First incubated hoiho ready to leave nest

Tiny Tōmua looks like a soft toy, but she is about to fledge this week. PHOTO: THE WILDLIFE HOSPITAL
Tiny Tōmua looks like a soft toy, but she is about to fledge this week. PHOTO: THE WILDLIFE HOSPITAL
What a difference 101 days make. That’s how long it has taken for the world’s first hoiho (yellow-eyed penguin) chick to be successfully incubated by human hand, hatched in hospital and made ready to leave her nest.

The birth and growth of Tōmua is a remarkable collaboration between the Wildlife Hospital in Dunedin and Penguin Rescue at the Katiki Point Lighthouse at Moeraki.

The hospital successfully hatched her and named her Tōmua, which means "early" or "first".

Her gender was not known then but has now been established as female — males have larger heads and feet.

Tōmua was transferred to the care of Penguin Rescue manager Rosalie Goldsworthy and her team at the age of just 11 days.

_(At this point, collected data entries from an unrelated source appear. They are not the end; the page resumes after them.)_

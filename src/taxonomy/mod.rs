pub mod geo;

use std::collections::HashSet;

use crate::config::StatusMapping;

pub use geo::{GeoMapping, GroupResolution};

/// Category membership of one status text. Flags are independent: a status
/// may be in both categories or in neither.
#[derive(Debug, Clone, Copy, PartialEq, Eq, Default)]
pub struct StatusFlags {
    pub is_learning: bool,
    pub is_waiting: bool,
}

/// Exact-string status categories.
#[derive(Debug, Clone, Default)]
pub struct StatusTaxonomy {
    learning: HashSet<String>,
    waiting: HashSet<String>,
}

impl StatusTaxonomy {
    pub fn new<L, W>(learning: L, waiting: W) -> Self
    where
        L: IntoIterator,
        L::Item: Into<String>,
        W: IntoIterator,
        W::Item: Into<String>,
    {
        let taxonomy = Self {
            learning: learning.into_iter().map(Into::into).collect(),
            waiting: waiting.into_iter().map(Into::into).collect(),
        };

        let overlap = taxonomy.learning.intersection(&taxonomy.waiting).count();
        if overlap > 0 {
            tracing::warn!(
                "{} status(es) are listed as both learning and waiting, they will count in both",
                overlap
            );
        }

        taxonomy
    }

    pub fn from_mapping(mapping: &StatusMapping) -> Self {
        Self::new(mapping.learning.iter().cloned(), mapping.waiting.iter().cloned())
    }

    pub fn classify(&self, status: &str) -> StatusFlags {
        StatusFlags {
            is_learning: self.learning.contains(status),
            is_waiting: self.waiting.contains(status),
        }
    }
}

#[cfg(test)]
mod tests {
    use super::*;

    #[test]
    fn test_classify_is_exact_match() {
        let taxonomy = StatusTaxonomy::new(["In Progress"], ["Waiting"]);

        assert!(taxonomy.classify("In Progress").is_learning);
        assert!(!taxonomy.classify("in progress").is_learning);
        assert!(!taxonomy.classify("In Progress ").is_learning);
        assert_eq!(taxonomy.classify("Done"), StatusFlags::default());
    }

    #[test]
    fn test_overlapping_status_sets_both_flags() {
        let taxonomy = StatusTaxonomy::new(["Обучается", "Пауза"], ["Ожидает", "Пауза"]);

        let flags = taxonomy.classify("Пауза");
        assert!(flags.is_learning);
        assert!(flags.is_waiting);

        let flags = taxonomy.classify("Ожидает");
        assert!(!flags.is_learning);
        assert!(flags.is_waiting);
    }
}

A pair of hoiho there had lost two chicks to a viral infection, Mrs Goldsworthy said.

The hoiho pair were slipped a dummy egg to care for, then later given the baby hoiho.

The parents seemed delighted with their new chick, she said.

Tōmua was likely to fledge this week, Penguin Rescue staff member Robbie Verhoef said.

That means she will leave her nest and swim out to sea.

Penguin Rescue did not know if she would return, Mrs Goldsworthy said..

"There’s always a dispersal phase in the first year."

But many of the endangered penguins rehabilitated after illness or attacks by predators released into the wild by Penguin Rescue did return to breed.